WORK TO BE COMPLETED. The entries below are to be reproduced in full, exactly as written.

STUDY MATERIAL.
********
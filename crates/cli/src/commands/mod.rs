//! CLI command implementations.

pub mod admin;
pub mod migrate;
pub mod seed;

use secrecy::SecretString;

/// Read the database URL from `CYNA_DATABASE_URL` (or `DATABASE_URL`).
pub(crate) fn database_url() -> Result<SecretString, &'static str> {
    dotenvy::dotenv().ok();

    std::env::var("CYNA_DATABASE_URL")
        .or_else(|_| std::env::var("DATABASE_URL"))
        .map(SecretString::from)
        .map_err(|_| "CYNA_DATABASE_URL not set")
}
********
EXERCISE RESULT.
filename crates/cli/src/commands/mod.rs
//! CLI command implementations.

pub mod admin;
pub mod migrate;
pub mod seed;

use secrecy::SecretString;

/// Read the database URL from `CYNA_DATABASE_URL` (or `DATABASE_URL`).
pub(crate) fn database_url() -> Result<SecretString, &'static str> {
    dotenvy::dotenv().ok();

    std::env::var("CYNA_DATABASE_URL")
        .or_else(|_| std::env::var("DATABASE_URL"))
        .map(SecretString::from)
        .map_err(|_| "CYNA_DATABASE_URL not set")
}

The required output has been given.